A faith healer I know out of Deal
Said "Although all this pain isn't real
If I sit on a pin
And it punctures my skin
I dislike what I fancy I feel.

Limerick #82
John C.Tomlinson
corsonic@iglou.com

Grasshopper chewed slowly and spit
His tobacco, which flew out and hit
The Toad, who - offended -
His person defended
By tongue-lashing Grasshopper a bit.


Limerick #83
Gerry Busch

There's a lady I know from Moline
Who writes Limericks (and yes they're all clean)
It wasn't her aim
To continue this game
And her new ones are somwhat obscene !


Limerick #84
Mike Walters

A vicar- his name was McWinners
Held regular classes for sinners
They were graded and sorted
So the really distorted
Would not be held back by beginners.

Limerick #85
Jerome Mendelson

(jeralah@worldnet.att.net)

I looked up our family tree.
I was shocked as ever could be.
There's no variations
In my past relations;
All were lazy and dumb - just like me!

Limerick #86
Terry Braaten

A logger on top of Mt.
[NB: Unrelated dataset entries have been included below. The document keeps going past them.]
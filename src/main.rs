use std::sync::Arc;

use anyhow::{Context, Result, anyhow};
use tracing::info;

use primescan::{cli, config, generate, input, logging, pipeline, util};

fn main() -> Result<()> {
    let cli_opts = cli::parse();
    logging::init_logging(cli_opts.log_json);

    if cli_opts.generate {
        let gen_cfg = util::generate_config_from_cli(&cli_opts);
        let summary = generate::generate_file(&gen_cfg).context("generation failed")?;
        println!(
            "Data file generated, min={}, max={}, count={} ({} bytes) -> {}",
            gen_cfg.min,
            gen_cfg.max,
            summary.values_written,
            summary.bytes_written,
            summary.output.display()
        );
        if gen_cfg.randomize {
            println!("Note: random values are drawn WITH replacement.");
        }
        return Ok(());
    }

    let loaded = config::load_config(cli_opts.config_path.as_deref())?;
    let mut cfg = loaded.config;
    util::apply_cli_overrides(&mut cfg, &cli_opts);
    util::check_scan_config(&cfg).context("configuration error")?;

    let pathname = cli_opts
        .pathname
        .clone()
        .ok_or_else(|| anyhow!("configuration error: --pathname is required"))?;

    info!(
        "run_id={} config_hash={} input={}",
        cfg.run_id,
        loaded.config_hash,
        pathname.display()
    );

    let source = input::RawFileSource::open(&pathname)
        .with_context(|| format!("cannot stat input {}", pathname.display()))?;
    let source: Arc<dyn input::InputSource> = Arc::new(source);

    let cancel_flag = util::install_cancel_handler()?;
    let progress = util::progress_from_config(&cfg);
    let summary = pipeline::run_scan_with_cancel(&cfg, source, cancel_flag, progress)
        .context("scan failed")?;

    match cli_opts.output_format {
        cli::OutputFormat::Text => println!("Total primes: {}", summary.total_primes),
        cli::OutputFormat::Json => println!("{}", serde_json::to_string_pretty(&summary)?),
    }
    Ok(())
}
Hood
Saw a bigfoot quite near where he stood.
As the creature drew near,
The man trembled with fear,
As only the petrified wood.

Limerick #87
Frank Richards

A boastful young fellow of Neath
Once hung from a roof by his teeth
A rather large crowd
First cheered him quite loud
Then passed a hat round for his wreath

Limerick of the week #88
Peter Furness

Whenever he got in a fury, a
Schizophrenic from Upper Manchuria
Had pseudocyesis
Disdiadochokinesis
And haemotoporphyrimuria.
(look it up - I don't know)

Limerick of the week #89
PIBWOB

Van Gogh feeling devil-may-care
Labelled one of his efforts 'The Chair'
No one knows if the bloke
Perpetrated a joke
Or the furniture needed repair


Limerick of the week #90
CYBERGEEZER

(geezer@cybergeezer.com)

Lo, the old Archimedean screw
Is still being used in Peru,
And they use it in Spain
To elevate grain
And in Egypt, to irrigate too.



Limerick of the week #91
Don Mulford


An elderly actress named Gray
Tried to smooth all her wrinkles away;
But the cream that she bought
Wasn't quite what she thought,
And she grew a long beard in a day.


Limerick #92
(www.webcom.com/texasred/garden.html)

A hungry young fellow named Marvin
Sat dreaming of turkeys and carvin'.
So a lady brought Spam,
But he said, "Thank you, ma'am;
I prefer the alternative: starvin'."

Limerick #93
John C. Tomlinson (corsonic@iglou.com)

My friend, Fortemious Twiddle,
Played Mozart each day on his fiddle
'Till a string came unstrung
And encircled his tongue---
Shows - if Fate wants to getcha, then it'll!

Limerick #94
from
Gerald Bosacker (DrWryme@aol.com)

If you would trace your family tree
Be braced to find some strange debris
For deep in the past,
When manners were cast,
You were kin to the Chimpanzee.

Limerick #95
Tony Kearney
(kearney@southcom.com.au)
Tony's Limericks are published in book form
Why not e-mail him and find out?

A naughty young fellow, named Paul,
On the road to Damascus did fall.
He got up with a grin,
Said, "No more will I sin."
And later became great St.Paul.



Limerick #96
Don Mulford

An atheist chap name of Fred
Once said as he climbed into bed,
"There's no heaven, I'm sure,
But I'd hate to endure
The other, should I wake up dead.


Limerick #97
from
Heywood Brown

There was a young girl with a hernia
Who said to her doctor "Gol-dernia
When mending my middle
Be sure you don't fiddle
With matters that do not concernia."

Limerick #98
Peter Pearch

Said a g'ography teacher from Hayes
As he entered the Hampton Court Maze
"There ain't nothing in it
I won't be a minute"
And vanished for 24 days

Limerick #99
by
John C. Tomlinson
(corsonic@iglou.com)

The Firefly, as all of you know,
Has a rear-end renowned for its glow.
If Nature allowed
Me to be so endowed
I could outshine a Las Vegas show!

.

Limerick #100
geezer@cybergeezer.com

Every year an old lady named Fannister
Gives her neighbors an axle-grease cannister
On the morning of Easter
And, after they've greased 'er,
They measure her time down the bannister.


Poetry is truth in it's Sunday clothes.
Joseph Roux
(And maybe the Limerick is a Tee shirt on a Saturday night out).